=== Section Start ===

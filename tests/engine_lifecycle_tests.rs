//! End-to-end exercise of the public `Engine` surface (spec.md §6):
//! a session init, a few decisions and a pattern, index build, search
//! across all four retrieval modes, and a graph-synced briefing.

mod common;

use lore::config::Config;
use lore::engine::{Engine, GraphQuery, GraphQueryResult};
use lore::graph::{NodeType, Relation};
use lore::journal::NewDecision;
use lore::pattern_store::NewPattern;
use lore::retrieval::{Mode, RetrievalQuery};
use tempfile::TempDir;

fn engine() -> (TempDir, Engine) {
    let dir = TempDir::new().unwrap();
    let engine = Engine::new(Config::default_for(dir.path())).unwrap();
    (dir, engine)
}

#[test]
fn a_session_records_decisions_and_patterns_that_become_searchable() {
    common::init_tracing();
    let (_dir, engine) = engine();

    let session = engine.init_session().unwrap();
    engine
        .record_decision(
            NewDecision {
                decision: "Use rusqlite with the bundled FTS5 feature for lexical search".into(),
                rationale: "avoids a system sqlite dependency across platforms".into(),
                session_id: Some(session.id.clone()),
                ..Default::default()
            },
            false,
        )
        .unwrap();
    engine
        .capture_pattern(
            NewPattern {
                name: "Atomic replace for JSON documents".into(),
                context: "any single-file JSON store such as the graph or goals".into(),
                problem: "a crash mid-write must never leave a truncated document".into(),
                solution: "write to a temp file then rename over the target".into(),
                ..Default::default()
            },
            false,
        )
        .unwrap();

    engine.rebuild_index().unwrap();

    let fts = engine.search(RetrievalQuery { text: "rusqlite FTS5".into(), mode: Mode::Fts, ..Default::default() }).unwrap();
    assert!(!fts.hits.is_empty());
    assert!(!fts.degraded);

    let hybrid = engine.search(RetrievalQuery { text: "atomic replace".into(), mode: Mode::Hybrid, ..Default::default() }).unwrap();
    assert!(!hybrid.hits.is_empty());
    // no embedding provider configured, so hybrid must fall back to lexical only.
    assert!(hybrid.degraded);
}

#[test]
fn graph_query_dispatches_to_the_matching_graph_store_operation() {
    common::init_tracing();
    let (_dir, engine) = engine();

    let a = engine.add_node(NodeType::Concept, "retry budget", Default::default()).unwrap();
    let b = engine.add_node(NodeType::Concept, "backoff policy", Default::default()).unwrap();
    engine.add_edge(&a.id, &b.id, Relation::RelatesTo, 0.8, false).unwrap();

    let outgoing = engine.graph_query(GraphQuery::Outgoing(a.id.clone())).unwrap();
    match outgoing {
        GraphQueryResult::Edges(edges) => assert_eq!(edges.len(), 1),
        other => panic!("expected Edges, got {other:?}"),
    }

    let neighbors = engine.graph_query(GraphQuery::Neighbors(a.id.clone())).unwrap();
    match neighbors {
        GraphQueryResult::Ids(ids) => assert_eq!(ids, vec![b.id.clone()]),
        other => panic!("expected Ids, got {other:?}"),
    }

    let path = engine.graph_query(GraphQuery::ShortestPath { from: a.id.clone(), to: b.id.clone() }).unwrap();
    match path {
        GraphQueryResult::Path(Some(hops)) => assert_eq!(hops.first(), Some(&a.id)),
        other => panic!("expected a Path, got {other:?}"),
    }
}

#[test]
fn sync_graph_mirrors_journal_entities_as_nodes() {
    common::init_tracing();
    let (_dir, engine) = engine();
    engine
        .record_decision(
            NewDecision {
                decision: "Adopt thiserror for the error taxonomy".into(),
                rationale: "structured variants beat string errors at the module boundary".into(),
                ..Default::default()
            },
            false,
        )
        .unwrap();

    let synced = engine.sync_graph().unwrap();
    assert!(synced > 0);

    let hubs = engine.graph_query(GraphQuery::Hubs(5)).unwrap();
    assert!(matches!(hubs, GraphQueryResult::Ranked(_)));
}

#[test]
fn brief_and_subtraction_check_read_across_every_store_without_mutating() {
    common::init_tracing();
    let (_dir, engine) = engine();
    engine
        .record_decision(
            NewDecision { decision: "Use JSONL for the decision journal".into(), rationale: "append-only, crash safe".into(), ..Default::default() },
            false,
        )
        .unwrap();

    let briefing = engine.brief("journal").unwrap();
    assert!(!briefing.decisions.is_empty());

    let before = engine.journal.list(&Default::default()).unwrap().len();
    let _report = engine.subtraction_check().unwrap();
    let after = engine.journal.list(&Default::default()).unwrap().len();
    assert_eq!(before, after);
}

=== Section End ===
=== Section Start ===

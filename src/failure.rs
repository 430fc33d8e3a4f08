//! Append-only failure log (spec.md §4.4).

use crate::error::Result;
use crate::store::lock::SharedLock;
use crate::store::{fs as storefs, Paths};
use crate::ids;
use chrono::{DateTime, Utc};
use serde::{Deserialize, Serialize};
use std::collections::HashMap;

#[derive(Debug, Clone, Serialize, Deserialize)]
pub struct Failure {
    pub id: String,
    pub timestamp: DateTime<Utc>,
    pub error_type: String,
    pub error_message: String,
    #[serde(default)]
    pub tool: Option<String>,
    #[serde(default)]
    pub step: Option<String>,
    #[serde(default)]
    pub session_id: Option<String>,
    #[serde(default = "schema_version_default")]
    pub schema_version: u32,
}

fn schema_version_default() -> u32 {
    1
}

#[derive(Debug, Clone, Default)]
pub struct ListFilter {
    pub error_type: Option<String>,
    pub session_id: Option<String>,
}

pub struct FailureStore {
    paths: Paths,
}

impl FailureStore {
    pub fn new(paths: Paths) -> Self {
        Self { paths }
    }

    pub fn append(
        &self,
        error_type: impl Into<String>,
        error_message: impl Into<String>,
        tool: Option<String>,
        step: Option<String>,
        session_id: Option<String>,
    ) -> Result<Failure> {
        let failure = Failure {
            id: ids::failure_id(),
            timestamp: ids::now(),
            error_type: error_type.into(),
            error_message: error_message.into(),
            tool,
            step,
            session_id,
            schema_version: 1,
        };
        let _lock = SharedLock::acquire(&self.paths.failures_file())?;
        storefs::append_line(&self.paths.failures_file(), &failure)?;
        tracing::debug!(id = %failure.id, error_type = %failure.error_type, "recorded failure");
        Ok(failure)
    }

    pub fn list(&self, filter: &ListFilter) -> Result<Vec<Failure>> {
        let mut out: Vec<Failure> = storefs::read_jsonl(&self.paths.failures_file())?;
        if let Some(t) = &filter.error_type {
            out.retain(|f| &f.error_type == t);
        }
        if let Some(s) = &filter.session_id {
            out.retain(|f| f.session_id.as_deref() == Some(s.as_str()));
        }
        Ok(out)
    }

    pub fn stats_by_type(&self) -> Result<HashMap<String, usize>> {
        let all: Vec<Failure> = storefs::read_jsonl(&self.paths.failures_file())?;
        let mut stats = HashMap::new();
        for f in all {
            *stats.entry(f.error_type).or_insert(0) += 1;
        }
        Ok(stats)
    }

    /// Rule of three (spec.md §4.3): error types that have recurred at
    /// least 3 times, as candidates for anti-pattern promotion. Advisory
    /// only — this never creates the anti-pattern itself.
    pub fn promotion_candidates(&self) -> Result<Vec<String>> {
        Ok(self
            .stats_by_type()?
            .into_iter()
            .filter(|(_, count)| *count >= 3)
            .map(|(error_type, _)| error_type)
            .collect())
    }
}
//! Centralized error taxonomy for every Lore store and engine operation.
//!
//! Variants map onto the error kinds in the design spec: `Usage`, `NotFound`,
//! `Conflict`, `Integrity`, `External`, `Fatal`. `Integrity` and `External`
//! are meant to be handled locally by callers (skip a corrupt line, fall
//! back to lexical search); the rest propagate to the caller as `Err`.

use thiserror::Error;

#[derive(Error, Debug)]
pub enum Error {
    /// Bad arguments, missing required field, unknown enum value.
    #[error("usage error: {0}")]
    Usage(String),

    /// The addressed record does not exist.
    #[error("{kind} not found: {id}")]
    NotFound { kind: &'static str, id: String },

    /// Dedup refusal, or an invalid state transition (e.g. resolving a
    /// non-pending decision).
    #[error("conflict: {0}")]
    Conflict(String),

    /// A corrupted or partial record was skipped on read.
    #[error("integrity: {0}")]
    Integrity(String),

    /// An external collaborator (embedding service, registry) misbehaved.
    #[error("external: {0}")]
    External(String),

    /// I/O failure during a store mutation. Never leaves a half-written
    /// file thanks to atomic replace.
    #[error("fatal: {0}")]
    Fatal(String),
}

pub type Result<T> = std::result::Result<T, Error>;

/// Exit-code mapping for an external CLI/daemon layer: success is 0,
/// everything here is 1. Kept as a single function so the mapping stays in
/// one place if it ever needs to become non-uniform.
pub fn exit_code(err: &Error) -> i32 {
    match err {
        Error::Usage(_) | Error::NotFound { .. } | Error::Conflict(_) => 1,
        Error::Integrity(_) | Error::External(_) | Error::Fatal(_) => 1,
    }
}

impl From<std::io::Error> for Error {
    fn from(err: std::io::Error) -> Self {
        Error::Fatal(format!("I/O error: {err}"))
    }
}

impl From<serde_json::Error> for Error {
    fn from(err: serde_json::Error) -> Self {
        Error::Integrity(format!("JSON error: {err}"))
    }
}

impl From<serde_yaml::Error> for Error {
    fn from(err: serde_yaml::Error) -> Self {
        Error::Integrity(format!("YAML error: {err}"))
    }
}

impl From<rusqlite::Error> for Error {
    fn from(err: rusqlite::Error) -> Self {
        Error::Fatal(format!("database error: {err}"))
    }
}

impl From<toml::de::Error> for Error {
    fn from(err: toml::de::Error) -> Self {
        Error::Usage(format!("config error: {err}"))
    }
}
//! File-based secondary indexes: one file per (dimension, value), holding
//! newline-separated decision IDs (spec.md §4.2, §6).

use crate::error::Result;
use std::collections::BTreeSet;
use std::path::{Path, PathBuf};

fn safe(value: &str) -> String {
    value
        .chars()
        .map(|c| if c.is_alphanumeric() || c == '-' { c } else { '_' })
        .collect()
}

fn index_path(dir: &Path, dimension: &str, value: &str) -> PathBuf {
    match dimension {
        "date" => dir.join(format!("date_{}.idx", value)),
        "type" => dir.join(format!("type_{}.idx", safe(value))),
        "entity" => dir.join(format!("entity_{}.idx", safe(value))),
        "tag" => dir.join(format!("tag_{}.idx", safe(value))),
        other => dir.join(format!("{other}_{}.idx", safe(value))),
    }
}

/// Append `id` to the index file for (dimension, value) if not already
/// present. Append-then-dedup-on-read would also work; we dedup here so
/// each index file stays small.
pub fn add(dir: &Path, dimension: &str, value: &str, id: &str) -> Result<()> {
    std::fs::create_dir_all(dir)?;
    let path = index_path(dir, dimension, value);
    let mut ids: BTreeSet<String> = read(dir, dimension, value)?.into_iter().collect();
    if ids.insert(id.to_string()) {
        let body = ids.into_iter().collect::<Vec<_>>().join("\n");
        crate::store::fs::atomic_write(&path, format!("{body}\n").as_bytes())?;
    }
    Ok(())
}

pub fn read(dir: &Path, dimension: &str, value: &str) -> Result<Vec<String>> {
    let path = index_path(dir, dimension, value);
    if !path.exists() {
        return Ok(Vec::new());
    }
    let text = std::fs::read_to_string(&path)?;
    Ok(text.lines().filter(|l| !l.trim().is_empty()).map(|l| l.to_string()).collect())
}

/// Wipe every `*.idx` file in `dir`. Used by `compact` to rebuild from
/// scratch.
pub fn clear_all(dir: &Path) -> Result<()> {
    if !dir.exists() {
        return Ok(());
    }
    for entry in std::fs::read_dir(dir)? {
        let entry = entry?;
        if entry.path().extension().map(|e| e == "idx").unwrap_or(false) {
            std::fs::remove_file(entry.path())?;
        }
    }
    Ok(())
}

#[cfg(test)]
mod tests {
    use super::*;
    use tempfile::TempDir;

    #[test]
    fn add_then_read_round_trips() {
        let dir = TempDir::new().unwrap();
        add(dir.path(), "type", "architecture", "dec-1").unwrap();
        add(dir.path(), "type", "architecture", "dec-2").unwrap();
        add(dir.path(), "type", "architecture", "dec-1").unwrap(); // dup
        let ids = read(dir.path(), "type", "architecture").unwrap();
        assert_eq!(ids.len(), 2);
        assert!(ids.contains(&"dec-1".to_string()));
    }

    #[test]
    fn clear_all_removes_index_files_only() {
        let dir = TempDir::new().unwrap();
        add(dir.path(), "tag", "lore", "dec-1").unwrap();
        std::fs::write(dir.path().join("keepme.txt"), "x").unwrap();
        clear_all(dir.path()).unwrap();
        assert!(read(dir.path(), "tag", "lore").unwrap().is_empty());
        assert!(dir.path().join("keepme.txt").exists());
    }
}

=== Section End ===

**What to produce**:
Answer with one number: how many lines of the entries above include the word "entry".

**Response to this exercise**:
5